RECORDS FOR THE EXERCISE
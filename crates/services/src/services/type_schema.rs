//! Checks applied to project and task type definitions before they are stored.

use std::collections::HashSet;

use db::models::type_field::{CreateTypeField, TypeField, UpdateTypeField};
use thiserror::Error;

use super::{
    custom_fields::{CustomFieldError, validate_field_definition},
    validation::{ValidationError, require_non_blank, validate_slug},
    workflow::{Workflow, WorkflowError},
};

#[derive(Debug, Error)]
pub enum TypeSchemaError {
    #[error(transparent)]
    Validation(#[from] ValidationError),
    #[error(transparent)]
    Workflow(#[from] WorkflowError),
    #[error(transparent)]
    CustomField(#[from] CustomFieldError),
    #[error("Field key '{0}' already exists")]
    DuplicateKey(String),
}

pub fn validate_type_definition(
    name: &str,
    slug: &str,
    workflow: &[String],
    fields: &[CreateTypeField],
) -> Result<Workflow, TypeSchemaError> {
    require_non_blank("Name", name)?;
    validate_slug(slug)?;
    let workflow = Workflow::new(workflow)?;

    let mut keys = HashSet::new();
    for field in fields {
        validate_new_field_shape(field)?;
        if !keys.insert(field.key.as_str()) {
            return Err(TypeSchemaError::DuplicateKey(field.key.clone()));
        }
    }
    Ok(workflow)
}

/// Validates a field added to a type that already has `existing` fields.
pub fn validate_new_field(
    existing: &[TypeField],
    field: &CreateTypeField,
) -> Result<(), TypeSchemaError> {
    validate_new_field_shape(field)?;
    if existing.iter().any(|current| current.key == field.key) {
        return Err(TypeSchemaError::DuplicateKey(field.key.clone()));
    }
    Ok(())
}

/// Validates the field as it would look after `patch` is applied.
pub fn validate_field_update(
    current: &TypeField,
    patch: &UpdateTypeField,
) -> Result<(), TypeSchemaError> {
    if let Some(label) = patch.label.as_deref() {
        require_non_blank("Label", label)?;
    }
    let field_type = patch.field_type.unwrap_or(current.field_type);
    let options = match &patch.options {
        Some(options) => options.as_deref(),
        None => current.options.as_deref(),
    };
    validate_field_definition(&current.key, field_type, options)?;
    Ok(())
}

fn validate_new_field_shape(field: &CreateTypeField) -> Result<(), TypeSchemaError> {
    require_non_blank("Label", &field.label)?;
    validate_field_definition(&field.key, field.field_type, field.options.as_deref())?;
    Ok(())
}

#[cfg(test)]
mod tests {
    use db::types::FieldType;

    use super::*;

    fn field(key: &str, field_type: FieldType, options: Option<Vec<&str>>) -> CreateTypeField {
        CreateTypeField {
            key: key.to_string(),
            label: key.to_uppercase(),
            field_type,
            options: options.map(|o| o.into_iter().map(str::to_string).collect()),
            required: false,
            order: None,
        }
    }

    fn workflow(statuses: &[&str]) -> Vec<String> {
        statuses.iter().map(|s| s.to_string()).collect()
    }

    #[test]
    fn rejects_duplicate_keys_and_bad_slugs() {
        let fields = vec![
            field("priority", FieldType::Text, None),
            field("priority", FieldType::Number, None),
        ];
        let err = validate_type_definition("Feature", "feature", &workflow(&["todo"]), &fields)
            .unwrap_err();
        assert!(matches!(err, TypeSchemaError::DuplicateKey(key) if key == "priority"));

        let err = validate_type_definition("Feature", "Feature!", &workflow(&["todo"]), &[])
            .unwrap_err();
        assert!(matches!(
            err,
            TypeSchemaError::Validation(ValidationError::InvalidSlug)
        ));
    }

    #[test]
    fn select_fields_need_options() {
        let err = validate_type_definition(
            "Bug",
            "bug",
            &workflow(&["open", "closed"]),
            &[field("severity", FieldType::Select, None)],
        )
        .unwrap_err();
        assert!(matches!(
            err,
            TypeSchemaError::CustomField(CustomFieldError::MissingOptions(_))
        ));

        let ok = validate_type_definition(
            "Bug",
            "bug",
            &workflow(&["open", "closed"]),
            &[field("severity", FieldType::Select, Some(vec!["low", "high"]))],
        )
        .unwrap();
        assert_eq!(ok.initial_status(), "open");
    }

    #[test]
    fn switching_to_select_without_options_is_rejected() {
        let current = TypeField {
            id: 1,
            key: "area".to_string(),
            label: "Area".to_string(),
            field_type: FieldType::Text,
            options: None,
            required: false,
            order: 0,
        };
        let patch = UpdateTypeField {
            field_type: Some(FieldType::Multiselect),
            ..Default::default()
        };
        assert!(validate_field_update(&current, &patch).is_err());

        let patch = UpdateTypeField {
            field_type: Some(FieldType::Multiselect),
            options: Some(Some(vec!["api".to_string()])),
            ..Default::default()
        };
        assert!(validate_field_update(&current, &patch).is_ok());
    }

    #[test]
    fn new_field_cannot_reuse_existing_key() {
        let existing = vec![TypeField {
            id: 1,
            key: "area".to_string(),
            label: "Area".to_string(),
            field_type: FieldType::Text,
            options: None,
            required: false,
            order: 0,
        }];
        let err = validate_new_field(&existing, &field("area", FieldType::Text, None)).unwrap_err();
        assert!(matches!(err, TypeSchemaError::DuplicateKey(_)));
        assert!(validate_new_field(&existing, &field("owner", FieldType::Text, None)).is_ok());
    }
}
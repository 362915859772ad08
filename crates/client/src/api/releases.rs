use db::{
    models::release::{CreateRelease, Release, ReleaseWithTasks, UpdateRelease},
    types::ReleaseStatus,
};
use reqwest::Method;
use utils::{
    pagination::{PageParams, Paginated},
    response::MessageResponse,
};

use super::ApiClient;
use crate::{
    cache::{Mutation, QueryParams, Resource},
    error::ClientError,
};

impl ApiClient {
    pub async fn list_releases(
        &self,
        status: Option<ReleaseStatus>,
        page: PageParams,
    ) -> Result<Paginated<Release>, ClientError> {
        let params = QueryParams::new().with_opt("status", status).with_page(page);
        self.get(Resource::Releases, "/releases", params).await
    }

    pub async fn get_release(&self, release_id: i64) -> Result<ReleaseWithTasks, ClientError> {
        self.get(
            Resource::Releases,
            &format!("/releases/{release_id}"),
            QueryParams::new(),
        )
        .await
    }

    pub async fn create_release(&self, payload: &CreateRelease) -> Result<Release, ClientError> {
        self.mutate(Method::POST, "/releases", Some(payload), Mutation::Release)
            .await
    }

    pub async fn update_release(
        &self,
        release_id: i64,
        payload: &UpdateRelease,
    ) -> Result<Release, ClientError> {
        self.mutate(
            Method::PATCH,
            &format!("/releases/{release_id}"),
            Some(payload),
            Mutation::Release,
        )
        .await
    }

    pub async fn delete_release(&self, release_id: i64) -> Result<MessageResponse, ClientError> {
        self.mutate(
            Method::DELETE,
            &format!("/releases/{release_id}"),
            None::<&()>,
            Mutation::Release,
        )
        .await
    }
}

REQUIRED WORK
Give every part of the material again, exactly as written.

EXERCISE OUTPUT
filename crates/services/src/services/type_schema.rs
//! Checks applied to project and task type definitions before they are stored.

use std::collections::HashSet;

use db::models::type_field::{CreateTypeField, TypeField, UpdateTypeField};
use thiserror::Error;

use super::{
    custom_fields::{CustomFieldError, validate_field_definition},
    validation::{ValidationError, require_non_blank, validate_slug},
    workflow::{Workflow, WorkflowError},
};

#[derive(Debug, Error)]
pub enum TypeSchemaError {
    #[error(transparent)]
    Validation(#[from] ValidationError),
    #[error(transparent)]
    Workflow(#[from] WorkflowError),
    #[error(transparent)]
    CustomField(#[from] CustomFieldError),
    #[error("Field key '{0}' already exists")]
    DuplicateKey(String),
}

pub fn validate_type_definition(
    name: &str,
    slug: &str,
    workflow: &[String],
    fields: &[CreateTypeField],
) -> Result<Workflow, TypeSchemaError> {
    require_non_blank("Name", name)?;
    validate_slug(slug)?;
    let workflow = Workflow::new(workflow)?;

    let mut keys = HashSet::new();
    for field in fields {
        validate_new_field_shape(field)?;
        if !keys.insert(field.key.as_str()) {
            return Err(TypeSchemaError::DuplicateKey(field.key.clone()));
        }
    }
    Ok(workflow)
}

/// Validates a field added to a type that already has `existing` fields.
pub fn validate_new_field(
    existing: &[TypeField],
    field: &CreateTypeField,
) -> Result<(), TypeSchemaError> {
    validate_new_field_shape(field)?;
    if existing.iter().any(|current| current.key == field.key) {
        return Err(TypeSchemaError::DuplicateKey(field.key.clone()));
    }
    Ok(())
}

/// Validates the field as it would look after `patch` is applied.
pub fn validate_field_update(
    current: &TypeField,
    patch: &UpdateTypeField,
) -> Result<(), TypeSchemaError> {
    if let Some(label) = patch.label.as_deref() {
        require_non_blank("Label", label)?;
    }
    let field_type = patch.field_type.unwrap_or(current.field_type);
    let options = match &patch.options {
        Some(options) => options.as_deref(),
        None => current.options.as_deref(),
    };
    validate_field_definition(&current.key, field_type, options)?;
    Ok(())
}

fn validate_new_field_shape(field: &CreateTypeField) -> Result<(), TypeSchemaError> {
    require_non_blank("Label", &field.label)?;
    validate_field_definition(&field.key, field.field_type, field.options.as_deref())?;
    Ok(())
}

#[cfg(test)]
mod tests {
    use db::types::FieldType;

    use super::*;

    fn field(key: &str, field_type: FieldType, options: Option<Vec<&str>>) -> CreateTypeField {
        CreateTypeField {
            key: key.to_string(),
            label: key.to_uppercase(),
            field_type,
            options: options.map(|o| o.into_iter().map(str::to_string).collect()),
            required: false,
            order: None,
        }
    }

    fn workflow(statuses: &[&str]) -> Vec<String> {
        statuses.iter().map(|s| s.to_string()).collect()
    }

    #[test]
    fn rejects_duplicate_keys_and_bad_slugs() {
        let fields = vec![
            field("priority", FieldType::Text, None),
            field("priority", FieldType::Number, None),
        ];
        let err = validate_type_definition("Feature", "feature", &workflow(&["todo"]), &fields)
            .unwrap_err();
        assert!(matches!(err, TypeSchemaError::DuplicateKey(key) if key == "priority"));

        let err = validate_type_definition("Feature", "Feature!", &workflow(&["todo"]), &[])
            .unwrap_err();
        assert!(matches!(
            err,
            TypeSchemaError::Validation(ValidationError::InvalidSlug)
        ));
    }

    #[test]
    fn select_fields_need_options() {
        let err = validate_type_definition(
            "Bug",
            "bug",
            &workflow(&["open", "closed"]),
            &[field("severity", FieldType::Select, None)],
        )
        .unwrap_err();
        assert!(matches!(
            err,
            TypeSchemaError::CustomField(CustomFieldError::MissingOptions(_))
        ));

        let ok = validate_type_definition(
            "Bug",
            "bug",
            &workflow(&["open", "closed"]),
            &[field("severity", FieldType::Select, Some(vec!["low", "high"]))],
        )
        .unwrap();
        assert_eq!(ok.initial_status(), "open");
    }

    #[test]
    fn switching_to_select_without_options_is_rejected() {
        let current = TypeField {
            id: 1,
            key: "area".to_string(),
            label: "Area".to_string(),
            field_type: FieldType::Text,
            options: None,
            required: false,
            order: 0,
        };
        let patch = UpdateTypeField {
            field_type: Some(FieldType::Multiselect),
            ..Default::default()
        };
        assert!(validate_field_update(&current, &patch).is_err());

        let patch = UpdateTypeField {
            field_type: Some(FieldType::Multiselect),
            options: Some(Some(vec!["api".to_string()])),
            ..Default::default()
        };
        assert!(validate_field_update(&current, &patch).is_ok());
    }

    #[test]
    fn new_field_cannot_reuse_existing_key() {
        let existing = vec![TypeField {
            id: 1,
            key: "area".to_string(),
            label: "Area".to_string(),
            field_type: FieldType::Text,
            options: None,
            required: false,
            order: 0,
        }];
        let err = validate_new_field(&existing, &field("area", FieldType::Text, None)).unwrap_err();
        assert!(matches!(err, TypeSchemaError::DuplicateKey(_)));
        assert!(validate_new_field(&existing, &field("owner", FieldType::Text, None)).is_ok());
    }
}
repository 362915859772ad08
filename crates/client/src/api/releases.rs
use db::{
    models::release::{CreateRelease, Release, ReleaseWithTasks, UpdateRelease},
    types::ReleaseStatus,
};
use reqwest::Method;
use utils::{
    pagination::{PageParams, Paginated},
    response::MessageResponse,
};

use super::ApiClient;
use crate::{
    cache::{Mutation, QueryParams, Resource},
    error::ClientError,
};

impl ApiClient {
    pub async fn list_releases(
        &self,
        status: Option<ReleaseStatus>,
        page: PageParams,
    ) -> Result<Paginated<Release>, ClientError> {
        let params = QueryParams::new().with_opt("status", status).with_page(page);
        self.get(Resource::Releases, "/releases", params).await
    }

    pub async fn get_release(&self, release_id: i64) -> Result<ReleaseWithTasks, ClientError> {
        self.get(
            Resource::Releases,
            &format!("/releases/{release_id}"),
            QueryParams::new(),
        )
        .await
    }

    pub async fn create_release(&self, payload: &CreateRelease) -> Result<Release, ClientError> {
        self.mutate(Method::POST, "/releases", Some(payload), Mutation::Release)
            .await
    }

    pub async fn update_release(
        &self,
        release_id: i64,
        payload: &UpdateRelease,
    ) -> Result<Release, ClientError> {
        self.mutate(
            Method::PATCH,
            &format!("/releases/{release_id}"),
            Some(payload),
            Mutation::Release,
        )
        .await
    }

    pub async fn delete_release(&self, release_id: i64) -> Result<MessageResponse, ClientError> {
        self.mutate(
            Method::DELETE,
            &format!("/releases/{release_id}"),
            None::<&()>,
            Mutation::Release,
        )
        .await
    }
}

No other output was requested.